Fandy menasehati Zara sambil mengusap lembut punggungnya, sementara itu Zara yang mendengar ucapan Fandy mulai mengerucutkan bibir seakan dia hendak menangis.


Tak berapa lama mereka pun tiba disekolah. Lathan sudah menunggu dengan duduk dibagian depan mobilnya.


"Lihat itu. Pangeran kodokmu sudah menunggu disana". Fandy bicara dengan berbisik pada Zara, dia juga sedikit menyenggol tangannya dan menunjuk Lathan dengan dagunya.


"Diam kau!" bentak Zara dengan suara pelan. Diapun menelan ludah ketika hendak berjalan melewati Lathan.

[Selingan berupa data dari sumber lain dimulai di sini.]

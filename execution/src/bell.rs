//! Bell (four-of-a-kind) rule.
//!
//! Mirrors the contract's pure `checkCard(value, turn)`: tally the 12 codes of the visible
//! window and ring when any non-empty symbol occurs exactly `BELL_TARGET` times. The
//! extraction is done here directly on the seed rather than through [`crate::cards::decode`]
//! so it can be compared line for line with the contract.

use ethers::types::U256;
use mollinalli_types::{Symbol, BELL_TARGET, BELL_WINDOW, BITS_PER_SYMBOL, SYMBOL_TYPES};

use crate::cards::{low_code, window};

/// Occurrences of each symbol code in `turn`'s window, indexed by code.
pub fn symbol_tally(seed: U256, turn: u64) -> [u8; 4] {
    let mut tally = [0u8; 4];
    let mut value = window(seed, turn);
    for _ in 0..BELL_WINDOW {
        tally[low_code(&value) as usize] += 1;
        value = value >> BITS_PER_SYMBOL;
    }
    tally
}

/// The symbol that makes ringing correct in `turn`'s window, if any.
pub fn bell_symbol(seed: U256, turn: u64) -> Option<Symbol> {
    let tally = symbol_tally(seed, turn);
    (1..=SYMBOL_TYPES)
        .find(|code| tally[*code] == BELL_TARGET)
        .map(|code| Symbol::from_code(code as u8))
}

/// Whether ringing the bell is correct for `turn`'s window.
pub fn has_four_of_a_kind(seed: U256, turn: u64) -> bool {
    bell_symbol(seed, turn).is_some()
}
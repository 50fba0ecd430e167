//! Per-player round progression.
//!
//! [`RoundStateMachine`] tracks `{seed, turn, action_count}` for one player and applies the
//! local effect of an action: advance the window, redraw the deck every
//! [`RESEED_INTERVAL`] actions and flag the end of the round.
//!
//! ## Confirmed vs pending
//!
//! The contract is authoritative, but the player expects to see the next cards as soon as
//! they act. The machine therefore keeps two views:
//! - **confirmed** - the last snapshot read from the chain;
//! - **projection** - confirmed plus every locally applied action, whether already accepted
//!   by the submitter or still in flight.
//!
//! Actions always build on the projection. A failed submission discards the actions still in
//! flight, and every authoritative read replaces the confirmed view, dropping the projection
//! once the chain has caught up with it or moved on to another deal.
//!
//! The machine performs no I/O. Submitting the action is the caller's job; the caller must
//! apply the action here before awaiting the submission so that two actions can never share
//! a turn.

use ethers::types::U256;
use mollinalli_types::{
    CardBatch, GameConfig, PlayerInvariantError, PlayerSession, RESEED_INTERVAL,
};
use std::collections::VecDeque;
use thiserror::Error;
use tracing::{debug, info, warn};

use crate::{
    bell::has_four_of_a_kind,
    cards::decode,
    seed::{advance_seed, next_seed},
};

#[derive(Debug, Error, PartialEq, Eq)]
pub enum RoundError {
    #[error("round state is not initialized")]
    NotInitialized,
    #[error("no seed has been dealt yet")]
    NoSeed,
    #[error("action limit reached (max={max})")]
    ActionLimitReached { max: u8 },
    #[error("invalid snapshot: {0}")]
    InvalidSnapshot(#[from] PlayerInvariantError),
}

/// Position of a player in their seed.
#[derive(Clone, Copy, Debug, Default, PartialEq, Eq)]
pub struct Progress {
    pub seed: U256,
    pub turn: u8,
    pub action_count: u8,
}

impl Progress {
    pub fn new(seed: U256) -> Self {
        Self {
            seed,
            turn: 0,
            action_count: 0,
        }
    }

    pub fn from_session(player: &PlayerSession) -> Self {
        Self {
            seed: player.seed,
            turn: player.turn,
            action_count: player.action_count,
        }
    }

    /// Progress after one more action, and whether the deck was redrawn.
    pub fn advance(&self) -> (Self, bool) {
        let action_count = self.action_count.saturating_add(1);
        if action_count % RESEED_INTERVAL == 0 {
            let next = Self {
                seed: next_seed(self.seed),
                turn: 0,
                action_count,
            };
            return (next, true);
        }
        let next = Self {
            seed: self.seed,
            turn: self.turn.saturating_add(1),
            action_count,
        };
        (next, false)
    }

    /// Cards visible at this position, or `None` before a seed was dealt.
    pub fn cards(&self) -> Option<CardBatch> {
        if self.seed.is_zero() {
            return None;
        }
        Some(decode(self.seed, self.turn as u64))
    }
}

/// Result of applying one action locally.
#[derive(Clone, Copy, Debug, PartialEq, Eq)]
pub struct ActionOutcome {
    /// Whether the player rang the bell.
    pub bell: bool,
    /// Whether ringing was correct for the cards the player acted on.
    pub bell_expected: bool,
    /// Progress after the action.
    pub progress: Progress,
    /// The deck was redrawn by this action.
    pub reseeded: bool,
    /// This action completed the round. Reported once per session.
    pub round_ended: bool,
    /// Cards now visible.
    pub cards: CardBatch,
}

impl ActionOutcome {
    /// Whether the action matches what the contract will score as correct.
    pub fn is_correct(&self) -> bool {
        self.bell == self.bell_expected
    }
}

/// Effect of discarding the pending projection.
#[derive(Clone, Copy, Debug, Default, PartialEq, Eq)]
pub struct Rollback {
    /// In-flight actions that were dropped.
    pub discarded: usize,
    /// A round end reported by a dropped action was withdrawn.
    pub round_end_revoked: bool,
}

/// Local mirror of one player's progress through a game.
#[derive(Clone, Debug)]
pub struct RoundStateMachine {
    config: GameConfig,
    /// Seed the current game was dealt, when known.
    session_seed: Option<U256>,
    confirmed: Option<Progress>,
    /// Progress after the last action the submitter accepted.
    accepted: Option<Progress>,
    /// Progress after each action still in flight, oldest first.
    pending: VecDeque<Progress>,
    /// Action count at which the round end was reported.
    round_end_at: Option<u8>,
}

impl RoundStateMachine {
    pub fn new(config: GameConfig) -> Self {
        Self {
            config,
            session_seed: None,
            confirmed: None,
            accepted: None,
            pending: VecDeque::new(),
            round_end_at: None,
        }
    }

    pub fn config(&self) -> &GameConfig {
        &self.config
    }

    pub fn is_initialized(&self) -> bool {
        self.confirmed.is_some()
    }

    /// Last authoritative progress.
    pub fn confirmed(&self) -> Option<Progress> {
        self.confirmed
    }

    /// Locally projected progress, if the chain has not caught up yet.
    pub fn projection(&self) -> Option<Progress> {
        self.pending.back().copied().or(self.accepted)
    }

    /// Progress shown to the player: the projection when present, confirmed otherwise.
    pub fn current(&self) -> Option<Progress> {
        self.projection().or(self.confirmed)
    }

    pub fn in_flight(&self) -> usize {
        self.pending.len()
    }

    fn clear_projection(&mut self) {
        self.accepted = None;
        self.pending.clear();
    }

    pub fn round_end_signaled(&self) -> bool {
        self.round_end_at.is_some()
    }

    pub fn visible_cards(&self) -> Option<CardBatch> {
        self.current().and_then(|progress| progress.cards())
    }

    /// Whether ringing would be correct for the visible cards.
    pub fn bell_expected(&self) -> Option<bool> {
        self.current()
            .filter(|progress| !progress.seed.is_zero())
            .map(|progress| has_four_of_a_kind(progress.seed, progress.turn as u64))
    }

    /// Adopt the first snapshot of a session.
    ///
    /// Returns `false` without touching state when already initialized: a repeated or
    /// stale snapshot must not reset progress made locally since.
    pub fn initialize(&mut self, player: &PlayerSession) -> Result<bool, RoundError> {
        if self.is_initialized() {
            debug!("ignoring repeated initial snapshot");
            return Ok(false);
        }
        player.validate_invariants()?;
        let progress = Progress::from_session(player);
        self.session_seed = (progress.action_count == 0 && !progress.seed.is_zero())
            .then_some(progress.seed);
        self.confirmed = Some(progress);
        self.clear_projection();
        self.round_end_at = None;
        debug!(
            action_count = progress.action_count,
            turn = progress.turn,
            has_seed = !progress.seed.is_zero(),
            "initialized round state"
        );
        Ok(true)
    }

    /// Whether `seed` is the deal of the game currently tracked.
    ///
    /// Mid-game snapshots only expose the current (possibly redrawn) seed, so the deal is
    /// recognized by replaying the redraws it would have gone through.
    pub fn is_current_session(&self, seed: U256) -> bool {
        if self.session_seed == Some(seed) {
            return true;
        }
        let Some(confirmed) = self.confirmed else {
            return false;
        };
        if confirmed.seed.is_zero() {
            return false;
        }
        let rounds = (confirmed.action_count / RESEED_INTERVAL) as usize;
        advance_seed(seed, rounds) == confirmed.seed
    }

    /// A new game dealt `seed` to this player.
    ///
    /// Returns `false` when `seed` belongs to the game already tracked.
    pub fn start_session(&mut self, seed: U256) -> bool {
        if self.is_current_session(seed) {
            debug!("ignoring repeated game start");
            self.session_seed = Some(seed);
            return false;
        }
        self.session_seed = Some(seed);
        self.confirmed = Some(Progress::new(seed));
        self.clear_projection();
        self.round_end_at = None;
        info!("started new session");
        true
    }

    /// Forget the tracked game (e.g. after joining a new lobby).
    pub fn reset(&mut self) {
        self.session_seed = None;
        self.confirmed = None;
        self.clear_projection();
        self.round_end_at = None;
        debug!("reset round state");
    }

    /// Apply an action to the projection.
    pub fn apply_action(&mut self, bell: bool) -> Result<ActionOutcome, RoundError> {
        let current = self.current().ok_or(RoundError::NotInitialized)?;
        if current.seed.is_zero() {
            return Err(RoundError::NoSeed);
        }
        if current.action_count >= self.config.max_action {
            return Err(RoundError::ActionLimitReached {
                max: self.config.max_action,
            });
        }

        let bell_expected = has_four_of_a_kind(current.seed, current.turn as u64);
        let (progress, reseeded) = current.advance();
        let round_ended = self.round_end_at.is_none()
            && progress.action_count == self.config.max_action_per_round;
        if round_ended {
            self.round_end_at = Some(progress.action_count);
        }
        self.pending.push_back(progress);

        debug!(
            bell,
            bell_expected,
            action_count = progress.action_count,
            turn = progress.turn,
            in_flight = self.pending.len(),
            "applied action"
        );
        if reseeded {
            info!(action_count = progress.action_count, "redrew deck");
        }
        if round_ended {
            info!(action_count = progress.action_count, "round ended");
        }

        // `progress.seed` is non-zero: it is either `current.seed` or a hash of it.
        let cards = decode(progress.seed, progress.turn as u64);
        Ok(ActionOutcome {
            bell,
            bell_expected,
            progress,
            reseeded,
            round_ended,
            cards,
        })
    }

    /// The oldest in-flight submission was accepted.
    ///
    /// The projection stays until an authoritative read catches up with it.
    pub fn submission_confirmed(&mut self) {
        if let Some(progress) = self.pending.pop_front() {
            self.accepted = Some(progress);
        }
    }

    /// A submission failed: discard every action still in flight and fall back to the last
    /// accepted one (or to confirmed).
    pub fn submission_failed(&mut self) -> Rollback {
        let discarded = self.pending.len();
        self.pending.clear();

        let base_count = self
            .accepted
            .or(self.confirmed)
            .map(|p| p.action_count)
            .unwrap_or(0);
        let round_end_revoked = matches!(self.round_end_at, Some(at) if at > base_count);
        if round_end_revoked {
            self.round_end_at = None;
        }
        warn!(discarded, round_end_revoked, "discarded pending actions");
        Rollback {
            discarded,
            round_end_revoked,
        }
    }

    /// Adopt an authoritative snapshot.
    ///
    /// A snapshot behind the projection only moves the confirmed view; accepted actions stay
    /// projected until the chain reports them. A snapshot from another deal replaces
    /// everything.
    ///
    /// Returns whether the visible progress changed.
    pub fn reconcile(&mut self, player: &PlayerSession) -> Result<bool, RoundError> {
        if !self.is_initialized() {
            return self.initialize(player);
        }
        player.validate_invariants()?;

        let before = self.current();
        let confirmed = Progress::from_session(player);
        self.confirmed = Some(confirmed);

        if let Some(projection) = self.projection() {
            if !same_deal(confirmed, projection) {
                warn!(
                    confirmed = confirmed.action_count,
                    projected = projection.action_count,
                    "chain moved to another deal, dropping local projection"
                );
                self.clear_projection();
                self.round_end_at = None;
            } else if confirmed.action_count >= projection.action_count {
                if confirmed != projection {
                    warn!(
                        confirmed = confirmed.action_count,
                        projected = projection.action_count,
                        "chain is ahead of local projection"
                    );
                }
                self.clear_projection();
            } else if self
                .accepted
                .is_some_and(|accepted| confirmed.action_count >= accepted.action_count)
            {
                self.accepted = None;
            }
        }
        if let Some(at) = self.round_end_at {
            if confirmed.action_count < at && self.projection().is_none() {
                self.round_end_at = None;
            }
        }

        let changed = before != self.current();
        if changed {
            debug!(
                action_count = confirmed.action_count,
                turn = confirmed.turn,
                "reconciled with chain"
            );
        }
        Ok(changed)
    }
}

/// Whether `a` and `b` are positions in the same deal, i.e. the later seed is reached from
/// the earlier one by the redraws between them.
pub fn same_deal(a: Progress, b: Progress) -> bool {
    let (behind, ahead) = if a.action_count <= b.action_count {
        (a, b)
    } else {
        (b, a)
    };
    let rounds = ahead.action_count / RESEED_INTERVAL - behind.action_count / RESEED_INTERVAL;
    advance_seed(behind.seed, rounds as usize) == ahead.seed
}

"Pagi sweety. Apa kalian sudah sarapan?". Lathan menyapa Zara dengan senyum yang manis dan nada yang lembut sampai semua siswi histeris karena melihat senyuman Lathan itu, namun bagi Zara senyuman Lathan terlihat menyeramkan sampai dia menoleh kesekelilingnya dengan raut wajah canggung untuk mengamati ekspresi orang-orang disekitarnya.


"Kami sudah sarapan dan akan langsung ke kelas. Ayo Fan!" Zara menjawab dengan singkat sambil menarik tangan Fandy.


"Hei … jangan menarikku seperti ini. Ada yang harus aku bicarakan dengan Lathan". Fandy sedikit memberontak dan melepaskan pegangan tangan Zara darinya.


"Ya sudah. Aku ke kelas dulu". Zara langsung meninggalkan Lathan dan Fandy dengan langkah kaki yang cepat.


"Apa yang ingin kamu bicarakan? Mengganggu pagiku saja" ujar Lathan dengan sikap yang dingin dan sangat berbeda dari sikapnya yang ditunjukkan pada Zara


"Lihat ekspresimu itu! Menyeramkan" ujar Fandy sambil menunjuk wajah Lathan.


Fandy menoleh kesana kemari sebelum dia bicara lalu dia sedikit mendekat pada Lathan.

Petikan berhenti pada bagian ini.